A Jan. 23, 2010 commentary in The Washington Post is typical. Columnist Ruth Marcus fumed, “In opening the floodgates for corporate money in election campaigns, the Supreme Court did not simply engage in a brazen power grab. It did so in an opinion stunning in its intellectual dishonesty.”
“Intellectual dishonesty?” That defines the near universal reaction of media and anti-First Amendment politicians.
First … here is what the court did not do. It did not remove the ban on direct contributions by corporations to candidates and campaigns. It did not—as President Barack Obama rudely shouted at the Supreme Court Justices invited to hear his State of the Union address—reverse “a century of law to open the floodgates for special interests—including foreign corporations—to spend without limit in our elections.”

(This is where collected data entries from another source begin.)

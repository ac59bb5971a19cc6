use std::collections::HashMap;

use crate::graph::RoleGraph;
use crate::permission::{Permission, PermissionGrant, PermissionSet};
use crate::resource::Resource;
use crate::role::Role;

/// An immutable view of every role, membership edge and permission row,
/// taken at one store version. Readers share it behind an `Arc`.
#[derive(Debug, Clone, Default)]
pub struct AuthSnapshot {
    version: u64,
    generation: u64,
    roles: HashMap<String, Role>,
    graph: RoleGraph,
    grants: HashMap<String, HashMap<Resource, PermissionSet>>,
}

impl AuthSnapshot {
    pub fn new(
        version: u64,
        roles: impl IntoIterator<Item = Role>,
        graph: RoleGraph,
        grants: impl IntoIterator<Item = PermissionGrant>,
    ) -> Self {
        let roles = roles
            .into_iter()
            .map(|role| (role.name.clone(), role))
            .collect();

        let mut by_role: HashMap<String, HashMap<Resource, PermissionSet>> = HashMap::new();
        for grant in grants {
            if grant.permissions.is_empty() {
                continue;
            }
            let entry = by_role
                .entry(grant.role)
                .or_default()
                .entry(grant.resource)
                .or_default();
            *entry = entry.union(grant.permissions);
        }

        Self {
            version,
            generation: 0,
            roles,
            graph,
            grants: by_role,
        }
    }

    pub fn with_generation(mut self, generation: u64) -> Self {
        self.generation = generation;
        self
    }

    /// Store version this snapshot was read at.
    pub fn version(&self) -> u64 {
        self.version
    }

    /// Position in the cache's swap sequence, starting at 0.
    pub fn generation(&self) -> u64 {
        self.generation
    }

    pub fn role(&self, name: &str) -> Option<&Role> {
        self.roles.get(name)
    }

    pub fn roles(&self) -> impl Iterator<Item = &Role> {
        self.roles.values()
    }

    pub fn graph(&self) -> &RoleGraph {
        &self.graph
    }

    pub fn effective_roles(&self, role: &str) -> Vec<String> {
        self.graph.effective_roles(role)
    }

    pub fn is_superuser(&self, role: &str) -> bool {
        self.role(role).is_some()
            && self
                .graph
                .effective_roles(role)
                .iter()
                .any(|r| self.role(r).is_some_and(|r| r.is_superuser))
    }

    /// Exact rows held by `role` on `resource`, without any hierarchy walk.
    pub fn permissions_of(&self, role: &str, resource: &Resource) -> PermissionSet {
        self.grants
            .get(role)
            .and_then(|by_resource| by_resource.get(resource))
            .copied()
            .unwrap_or_default()
    }

    /// Whether any role `role` inherits holds `permission` on `resource` or
    /// one of its ancestors. Superuser status is not considered.
    pub fn query(&self, role: &str, resource: &Resource, permission: Permission) -> bool {
        if self.role(role).is_none() {
            return false;
        }
        let effective = self.effective_roles(role);
        resource.ancestors().any(|scope| {
            effective
                .iter()
                .any(|r| self.permissions_of(r, &scope).contains(permission))
        })
    }

    /// Every stored row, sorted by role then resource.
    pub fn grants(&self) -> Vec<PermissionGrant> {
        let mut rows: Vec<PermissionGrant> = self
            .grants
            .iter()
            .flat_map(|(role, by_resource)| {
                by_resource
                    .iter()
                    .map(|(resource, set)| PermissionGrant::new(role.clone(), resource.clone(), *set))
            })
            .collect();
        rows.sort_by(|a, b| (&a.role, &a.resource).cmp(&(&b.role, &b.resource)));
        rows
    }
}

In terms of you and me, and our National Rifle Association, here is what the court actually did:
In its 5-4 decision, the high court struck down the onerous sections of BCRA that made it a felony—because we are a non-profit corporation—for the NRA to use dues or contributions to the association to pay for any broadcast that even obliquely refers to a federal candidate. Those criminal sanctions were locked in 30 days before a primary and 60 days before a general election.
When Congress passed the gag order on our corporate speech, it exempted media corporations, and that special exception to censorship is gone as well—deemed unconstitutional by the court.
Associate Justice Anthony Kennedy nailed it in his majority opinion: “Premised on mistrust of governmental power, the First Amendment stands against attempts to disfavor certain subjects or viewpoints or to distinguish among different speakers, which may be a means to control content.”
Simply put, the corporate speech of the NRA cannot be treated differently from the corporate speech of CBS, NBC or The New York Times and The Washington Post or any other media outlet. If their speech is sacrosanct, so is ours.
“If the First Amendment has any force, it prohibits Congress from fining or jailing citizens, or associations of citizens, for simply engaging in political speech,” Justice Kennedy wrote.
Censorship—like the BCRA ban on paid political speech—has as much to do with the rights of listeners as it does the right of the speaker to put forth ideas. It is the heart of the First Amendment. As Justice Kennedy declared: “When Government seeks to use its full power, including the criminal law, to command where a person may get his or her information or what distrusted source he or she may not hear, it uses censorship to control thought. This is unlawful. The First Amendment confirms the freedom to think for ourselves.”
Read the entire post HERE.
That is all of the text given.